ASSIGNMENT: Give back every entry below, unchanged.

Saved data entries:
□ □ □

use std::path::Path;

use anyhow::{Context, Result};
use serde::Deserialize;

use crate::features::{AudioFeatures, FeatureVector};

/// Either a bare array or the `{"audio_features": [...]}` API envelope.
/// Tracks the API has no features for come back as `null`.
#[derive(Debug, Deserialize)]
#[serde(untagged)]
enum ProfileFile {
    Envelope { audio_features: Vec<Option<AudioFeatures>> },
    Bare(Vec<Option<AudioFeatures>>),
}

/// Parse the user's top-track audio features.
pub fn parse_profile(contents: &str) -> Result<Vec<FeatureVector>> {
    let file: ProfileFile =
        serde_json::from_str(contents).context("Profile is not a list of audio features")?;
    let rows = match file {
        ProfileFile::Envelope { audio_features } => audio_features,
        ProfileFile::Bare(rows) => rows,
    };

    let total = rows.len();
    let vectors: Vec<FeatureVector> = rows
        .into_iter()
        .flatten()
        .map(FeatureVector::from)
        .filter(FeatureVector::is_finite)
        .collect();

    if vectors.len() < total {
        log::warn!("Skipped {} profile tracks without usable features", total - vectors.len());
    }
    Ok(vectors)
}

/// Load the user's top-track audio features from a JSON file.
pub fn load_profile(path: &Path) -> Result<Vec<FeatureVector>> {
    let contents = std::fs::read_to_string(path)
        .with_context(|| format!("Failed to read profile {}", path.display()))?;
    let vectors = parse_profile(&contents)
        .with_context(|| format!("Failed to parse profile {}", path.display()))?;
    log::info!("Loaded {} profile tracks from {}", vectors.len(), path.display());
    Ok(vectors)
}

#[cfg(test)]
mod tests {
    use super::*;
    use std::io::Write;

    const TRACK: &str = r#"{"danceability": 0.5, "energy": 0.6, "key": 1, "loudness": -7,
        "mode": 0, "speechiness": 0.05, "acousticness": 0.1, "instrumentalness": 0,
        "liveness": 0.1, "valence": 0.4, "tempo": 128, "duration_ms": 200000,
        "id": "abc", "uri": "spotify:track:abc"}"#;

    #[test]
    fn test_parse_bare_array() {
        let v = parse_profile(&format!("[{TRACK}, {TRACK}]")).unwrap();
        assert_eq!(v.len(), 2);
        assert_eq!(v[0].0[10], 128.0);
    }

    #[test]
    fn test_parse_envelope_skips_nulls() {
        let v = parse_profile(&format!(r#"{{"audio_features": [{TRACK}, null]}}"#)).unwrap();
        assert_eq!(v.len(), 1);
    }

    #[test]
    fn test_parse_garbage_fails() {
        assert!(parse_profile(r#"{"tracks": 3}"#).is_err());
    }

    #[test]
    fn test_load_profile_without_features_is_empty() {
        let mut file = tempfile::NamedTempFile::new().unwrap();
        file.write_all(b"[null]").unwrap();
        assert!(load_profile(file.path()).unwrap().is_empty());
    }

    #[test]
    fn test_load_profile_file() {
        let mut file = tempfile::NamedTempFile::new().unwrap();
        write!(file, "[{TRACK}]").unwrap();
        assert_eq!(load_profile(file.path()).unwrap().len(), 1);
    }
}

□ □ □

RESULT OF THE TASK:
use std::path::Path;

use anyhow::{Context, Result};
use serde::Deserialize;

use crate::features::{AudioFeatures, FeatureVector};

/// Either a bare array or the `{"audio_features": [...]}` API envelope.
/// Tracks the API has no features for come back as `null`.
#[derive(Debug, Deserialize)]
#[serde(untagged)]
enum ProfileFile {
    Envelope { audio_features: Vec<Option<AudioFeatures>> },
    Bare(Vec<Option<AudioFeatures>>),
}

/// Parse the user's top-track audio features.
pub fn parse_profile(contents: &str) -> Result<Vec<FeatureVector>> {
    let file: ProfileFile =
        serde_json::from_str(contents).context("Profile is not a list of audio features")?;
    let rows = match file {
        ProfileFile::Envelope { audio_features } => audio_features,
        ProfileFile::Bare(rows) => rows,
    };

    let total = rows.len();
    let vectors: Vec<FeatureVector> = rows
        .into_iter()
        .flatten()
        .map(FeatureVector::from)
        .filter(FeatureVector::is_finite)
        .collect();

    if vectors.len() < total {
        log::warn!("Skipped {} profile tracks without usable features", total - vectors.len());
    }
    Ok(vectors)
}

/// Load the user's top-track audio features from a JSON file.
pub fn load_profile(path: &Path) -> Result<Vec<FeatureVector>> {
    let contents = std::fs::read_to_string(path)
        .with_context(|| format!("Failed to read profile {}", path.display()))?;
    let vectors = parse_profile(&contents)
        .with_context(|| format!("Failed to parse profile {}", path.display()))?;
    log::info!("Loaded {} profile tracks from {}", vectors.len(), path.display());
    Ok(vectors)
}

#[cfg(test)]
mod tests {
    use super::*;
    use std::io::Write;

    const TRACK: &str = r#"{"danceability": 0.5, "energy": 0.6, "key": 1, "loudness": -7,
        "mode": 0, "speechiness": 0.05, "acousticness": 0.1, "instrumentalness": 0,
        "liveness": 0.1, "valence": 0.4, "tempo": 128, "duration_ms": 200000,
        "id": "abc", "uri": "spotify:track:abc"}"#;

    #[test]
    fn test_parse_bare_array() {
        let v = parse_profile(&format!("[{TRACK}, {TRACK}]")).unwrap();
        assert_eq!(v.len(), 2);
        assert_eq!(v[0].0[10], 128.0);
    }

    #[test]
    fn test_parse_envelope_skips_nulls() {
        let v = parse_profile(&format!(r#"{{"audio_features": [{TRACK}, null]}}"#)).unwrap();
        assert_eq!(v.len(), 1);
    }

    #[test]
    fn test_parse_garbage_fails() {
        assert!(parse_profile(r#"{"tracks": 3}"#).is_err());
    }

    #[test]
    fn test_load_profile_without_features_is_empty() {
        let mut file = tempfile::NamedTempFile::new().unwrap();
        file.write_all(b"[null]").unwrap();
        assert!(load_profile(file.path()).unwrap().is_empty());
    }

    #[test]
    fn test_load_profile_file() {
        let mut file = tempfile::NamedTempFile::new().unwrap();
        write!(file, "[{TRACK}]").unwrap();
        assert_eq!(load_profile(file.path()).unwrap().len(), 1);
    }
}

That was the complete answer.